§ **Task**:
Reproduce each entry below exactly as it appears.
================
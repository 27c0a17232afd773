//! Shared type definitions for the Atlas node cache and scoring engine.
//!
//! This crate is the single source of truth for the records exchanged
//! between the world snapshot provider, the type catalog, and the engine.
//!
//! # Modules
//!
//! - [`ids`] -- Type-safe keys for catalog tables and opaque world handles
//! - [`coords`] -- Integer grid coordinates and distance helpers
//! - [`catalog`] -- Static map/content/biome/modifier descriptors
//! - [`snapshot`] -- Raw node, connection, and effect-source records

pub mod catalog;
pub mod coords;
pub mod ids;
pub mod snapshot;

// Re-export all public types at crate root for convenience.
pub use catalog::{BiomeType, CatalogTables, Color, ContentType, MapType, ModifierType};
pub use coords::Coordinate;
pub use ids::{AreaId, BiomeId, ContentId, MapTypeId, ModifierId, NodeAddress};
pub use snapshot::{Connection, EffectSource, ModifierPayload, NodeDescriptor};
//! Example demonstrating declaration inheritance and the frozen policy

use typedenv::EnvLoader;

#[derive(Debug, EnvLoader)]
#[env(frozen = false)]
struct BaseConfig {
    pub log_level: Option<String>,
}

#[derive(Debug, EnvLoader)]
#[env(extends = BaseConfig)]
struct ServiceConfig {
    // Redeclared: required here, optional in the parent
    pub log_level: String,

    #[env(default = 30)]
    pub timeout_secs: u32,
}

fn main() -> anyhow::Result<()> {
    std::env::set_var("LOG_LEVEL", "debug");

    let base = BaseConfig::load()?;
    let service = ServiceConfig::load()?;

    // The parent is mutable, the child is frozen by default
    base.set("LOG_LEVEL", "trace")?;
    if let Err(e) = service.set("LOG_LEVEL", "trace") {
        println!("Rejected: {e}");
    }

    println!("Base log level: {:?}", base.get::<String>("LOG_LEVEL"));
    println!("Service: {:?}", ServiceConfig::from_env()?);

    Ok(())
}
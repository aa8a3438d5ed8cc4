//! Example demonstrating per-type and inline converters

use std::collections::HashMap;
use std::convert::Infallible;

use typedenv::EnvLoader;

// Registered for the whole type, keyed by its return type (list[integer])
fn comma_separated_ints(value: &str) -> Result<Vec<i64>, std::num::ParseIntError> {
    value.split(',').map(|x| x.trim().parse()).collect()
}

// JSON object into a map
fn json_map(value: &str) -> Result<HashMap<String, String>, serde_json::Error> {
    serde_json::from_str(value)
}

// Inline converter: used for one field only, ahead of any type converter
fn trailing_slash(value: &str) -> Result<String, Infallible> {
    Ok(format!("{}/", value.trim_end_matches('/')))
}

#[derive(Debug, EnvLoader)]
#[env(converter = comma_separated_ints, converter = json_map)]
struct Config {
    pub shard_ids: Vec<i64>,

    pub labels: HashMap<String, String>,

    #[env(converter = trailing_slash)]
    pub base_url: String,

    pub app_name: String,
}

fn main() -> anyhow::Result<()> {
    std::env::set_var("SHARD_IDS", "9, 3, 6");
    std::env::set_var("LABELS", r#"{"team": "platform", "tier": "1"}"#);
    std::env::set_var("BASE_URL", "https://example.com/api");
    std::env::set_var("APP_NAME", "my-app");

    let config = Config::from_env()?;

    println!("Configuration loaded:");
    println!("  Shards: {:?}", config.shard_ids);
    println!("  Labels: {:?}", config.labels);
    println!("  Base URL: {}", config.base_url);
    println!("  App Name: {}", config.app_name);

    Ok(())
}
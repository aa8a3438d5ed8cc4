//! Attribute parsing for `#[env(...)]` annotations.
//!
//! This module extracts and validates configuration attributes from the
//! struct and its fields during macro expansion.

use syn::{Attribute, Expr, Field, Lit, Path};

/// Parse either a bare expression or a string literal holding one.
///
/// Accepts `converter = my_fn` as well as `converter = "my_fn"`.
fn parse_expr_value(meta: &syn::meta::ParseNestedMeta) -> syn::Result<Expr> {
    let expr: Expr = meta.value()?.parse()?;
    match expr {
        Expr::Lit(syn::ExprLit {
            lit: Lit::Str(s), ..
        }) => s.parse(),
        other => Ok(other),
    }
}

/// Parsed struct-level `#[env(...)]` attributes.
#[derive(Debug, Default)]
pub struct StructAttrs {
    /// Frozen policy; `None` keeps the library default (frozen).
    pub frozen: Option<bool>,

    /// Parent configuration type whose declaration is extended.
    pub extends: Option<Path>,

    /// Extra converter functions registered for this type only.
    pub converters: Vec<Expr>,
}

impl StructAttrs {
    pub fn from_attrs(attrs: &[Attribute]) -> syn::Result<Self> {
        let mut parsed = Self::default();

        for attr in attrs {
            if !attr.path().is_ident("env") {
                continue;
            }

            attr.parse_nested_meta(|meta| {
                // frozen or frozen = bool
                if meta.path.is_ident("frozen") {
                    if meta.input.peek(syn::Token![=]) {
                        let value: syn::LitBool = meta.value()?.parse()?;
                        parsed.frozen = Some(value.value);
                    } else {
                        parsed.frozen = Some(true);
                    }
                    return Ok(());
                }

                // extends = Parent
                if meta.path.is_ident("extends") {
                    parsed.extends = Some(meta.value()?.parse()?);
                    return Ok(());
                }

                // converter = function
                if meta.path.is_ident("converter") {
                    parsed.converters.push(parse_expr_value(&meta)?);
                    return Ok(());
                }

                Err(meta.error("unsupported struct-level env attribute"))
            })?;
        }

        Ok(parsed)
    }
}

/// Parsed field-level `#[env(...)]` attributes.
#[derive(Debug, Default)]
pub struct FieldAttrs {
    /// Custom environment variable name override.
    ///
    /// If `None`, the field name is converted to UPPER_SNAKE_CASE.
    pub name: Option<String>,

    /// Explicit default value expression
    pub default: Option<Expr>,

    /// Inline converter function, preferred over the type's registry
    pub converter: Option<Expr>,

    /// Leave the field out of the declaration and fill it with `Default`
    pub skip: bool,
}

impl FieldAttrs {
    /// Extract and validate `#[env(...)]` attributes from a struct field.
    pub fn from_field(field: &Field) -> syn::Result<Self> {
        let mut attrs = Self::default();

        for attr in &field.attrs {
            if !attr.path().is_ident("env") {
                continue;
            }

            attr.parse_nested_meta(|meta| {
                // name = "..."
                if meta.path.is_ident("name") {
                    let value: syn::LitStr = meta.value()?.parse()?;
                    attrs.name = Some(value.value());
                    return Ok(());
                }

                // default = value
                if meta.path.is_ident("default") {
                    attrs.default = Some(meta.value()?.parse()?);
                    return Ok(());
                }

                // converter = function
                if meta.path.is_ident("converter") {
                    attrs.converter = Some(parse_expr_value(&meta)?);
                    return Ok(());
                }

                if meta.path.is_ident("skip") {
                    attrs.skip = true;
                    return Ok(());
                }

                Err(meta.error("unsupported env attribute"))
            })?;
        }

        if attrs.skip
            && (attrs.name.is_some() || attrs.default.is_some() || attrs.converter.is_some())
        {
            return Err(syn::Error::new_spanned(
                field,
                "skipped fields cannot have other env attributes",
            ));
        }

        Ok(attrs)
    }
}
================
§ **Answer space**:
repository 27c0a17232afd773
//! Shared type definitions for the Atlas node cache and scoring engine.
//!
//! This crate is the single source of truth for the records exchanged
//! between the world snapshot provider, the type catalog, and the engine.
//!
//! # Modules
//!
//! - [`ids`] -- Type-safe keys for catalog tables and opaque world handles
//! - [`coords`] -- Integer grid coordinates and distance helpers
//! - [`catalog`] -- Static map/content/biome/modifier descriptors
//! - [`snapshot`] -- Raw node, connection, and effect-source records

pub mod catalog;
pub mod coords;
pub mod ids;
pub mod snapshot;

// Re-export all public types at crate root for convenience.
pub use catalog::{BiomeType, CatalogTables, Color, ContentType, MapType, ModifierType};
pub use coords::Coordinate;
pub use ids::{AreaId, BiomeId, ContentId, MapTypeId, ModifierId, NodeAddress};
pub use snapshot::{Connection, EffectSource, ModifierPayload, NodeDescriptor};
//! Example demonstrating declaration inheritance and the frozen policy

use typedenv::EnvLoader;

#[derive(Debug, EnvLoader)]
#[env(frozen = false)]
struct BaseConfig {
    pub log_level: Option<String>,
}

#[derive(Debug, EnvLoader)]
#[env(extends = BaseConfig)]
struct ServiceConfig {
    // Redeclared: required here, optional in the parent
    pub log_level: String,

    #[env(default = 30)]
    pub timeout_secs: u32,
}

fn main() -> anyhow::Result<()> {
    std::env::set_var("LOG_LEVEL", "debug");

    let base = BaseConfig::load()?;
    let service = ServiceConfig::load()?;

    // The parent is mutable, the child is frozen by default
    base.set("LOG_LEVEL", "trace")?;
    if let Err(e) = service.set("LOG_LEVEL", "trace") {
        println!("Rejected: {e}");
    }

    println!("Base log level: {:?}", base.get::<String>("LOG_LEVEL"));
    println!("Service: {:?}", ServiceConfig::from_env()?);

    Ok(())
}
repository aa8a3438d5ed8cc4
//! Example demonstrating per-type and inline converters

use std::collections::HashMap;
use std::convert::Infallible;

use typedenv::EnvLoader;

// Registered for the whole type, keyed by its return type (list[integer])
fn comma_separated_ints(value: &str) -> Result<Vec<i64>, std::num::ParseIntError> {
    value.split(',').map(|x| x.trim().parse()).collect()
}

// JSON object into a map
fn json_map(value: &str) -> Result<HashMap<String, String>, serde_json::Error> {
    serde_json::from_str(value)
}

// Inline converter: used for one field only, ahead of any type converter
fn trailing_slash(value: &str) -> Result<String, Infallible> {
    Ok(format!("{}/", value.trim_end_matches('/')))
}

#[derive(Debug, EnvLoader)]
#[env(converter = comma_separated_ints, converter = json_map)]
struct Config {
    pub shard_ids: Vec<i64>,

    pub labels: HashMap<String, String>,

    #[env(converter = trailing_slash)]
    pub base_url: String,

    pub app_name: String,
}

fn main() -> anyhow::Result<()> {
    std::env::set_var("SHARD_IDS", "9, 3, 6");
    std::env::set_var("LABELS", r#"{"team": "platform", "tier": "1"}"#);
    std::env::set_var("BASE_URL", "https://example.com/api");
    std::env::set_var("APP_NAME", "my-app");

    let config = Config::from_env()?;

    println!("Configuration loaded:");
    println!("  Shards: {:?}", config.shard_ids);
    println!("  Labels: {:?}", config.labels);
    println!("  Base URL: {}", config.base_url);
    println!("  App Name: {}", config.app_name);

    Ok(())
}
repository aa8a3438d5ed8cc4
//! Attribute parsing for `#[env(...)]` annotations.
//!
//! This module extracts and validates configuration attributes from the
//! struct and its fields during macro expansion.

use syn::{Attribute, Expr, Field, Lit, Path};

/// Parse either a bare expression or a string literal holding one.
///
/// Accepts `converter = my_fn` as well as `converter = "my_fn"`.
fn parse_expr_value(meta: &syn::meta::ParseNestedMeta) -> syn::Result<Expr> {
    let expr: Expr = meta.value()?.parse()?;
    match expr {
        Expr::Lit(syn::ExprLit {
            lit: Lit::Str(s), ..
        }) => s.parse(),
        other => Ok(other),
    }
}

/// Parsed struct-level `#[env(...)]` attributes.
#[derive(Debug, Default)]
pub struct StructAttrs {
    /// Frozen policy; `None` keeps the library default (frozen).
    pub frozen: Option<bool>,

    /// Parent configuration type whose declaration is extended.
    pub extends: Option<Path>,

    /// Extra converter functions registered for this type only.
    pub converters: Vec<Expr>,
}

impl StructAttrs {
    pub fn from_attrs(attrs: &[Attribute]) -> syn::Result<Self> {
        let mut parsed = Self::default();

        for attr in attrs {
            if !attr.path().is_ident("env") {
                continue;
            }

            attr.parse_nested_meta(|meta| {
                // frozen or frozen = bool
                if meta.path.is_ident("frozen") {
                    if meta.input.peek(syn::Token![=]) {
                        let value: syn::LitBool = meta.value()?.parse()?;
                        parsed.frozen = Some(value.value);
                    } else {
                        parsed.frozen = Some(true);
                    }
                    return Ok(());
                }

                // extends = Parent
                if meta.path.is_ident("extends") {
                    parsed.extends = Some(meta.value()?.parse()?);
                    return Ok(());
                }

                // converter = function
                if meta.path.is_ident("converter") {
                    parsed.converters.push(parse_expr_value(&meta)?);
                    return Ok(());
                }

                Err(meta.error("unsupported struct-level env attribute"))
            })?;
        }

        Ok(parsed)
    }
}

/// Parsed field-level `#[env(...)]` attributes.
#[derive(Debug, Default)]
pub struct FieldAttrs {
    /// Custom environment variable name override.
    ///
    /// If `None`, the field name is converted to UPPER_SNAKE_CASE.
    pub name: Option<String>,

    /// Explicit default value expression
    pub default: Option<Expr>,

    /// Inline converter function, preferred over the type's registry
    pub converter: Option<Expr>,

    /// Leave the field out of the declaration and fill it with `Default`
    pub skip: bool,
}

impl FieldAttrs {
    /// Extract and validate `#[env(...)]` attributes from a struct field.
    pub fn from_field(field: &Field) -> syn::Result<Self> {
        let mut attrs = Self::default();

        for attr in &field.attrs {
            if !attr.path().is_ident("env") {
                continue;
            }

            attr.parse_nested_meta(|meta| {
                // name = "..."
                if meta.path.is_ident("name") {
                    let value: syn::LitStr = meta.value()?.parse()?;
                    attrs.name = Some(value.value());
                    return Ok(());
                }

                // default = value
                if meta.path.is_ident("default") {
                    attrs.default = Some(meta.value()?.parse()?);
                    return Ok(());
                }

                // converter = function
                if meta.path.is_ident("converter") {
                    attrs.converter = Some(parse_expr_value(&meta)?);
                    return Ok(());
                }

                if meta.path.is_ident("skip") {
                    attrs.skip = true;
                    return Ok(());
                }

                Err(meta.error("unsupported env attribute"))
            })?;
        }

        if attrs.skip
            && (attrs.name.is_some() || attrs.default.is_some() || attrs.converter.is_some())
        {
            return Err(syn::Error::new_spanned(
                field,
                "skipped fields cannot have other env attributes",
            ));
        }

        Ok(attrs)
    }
}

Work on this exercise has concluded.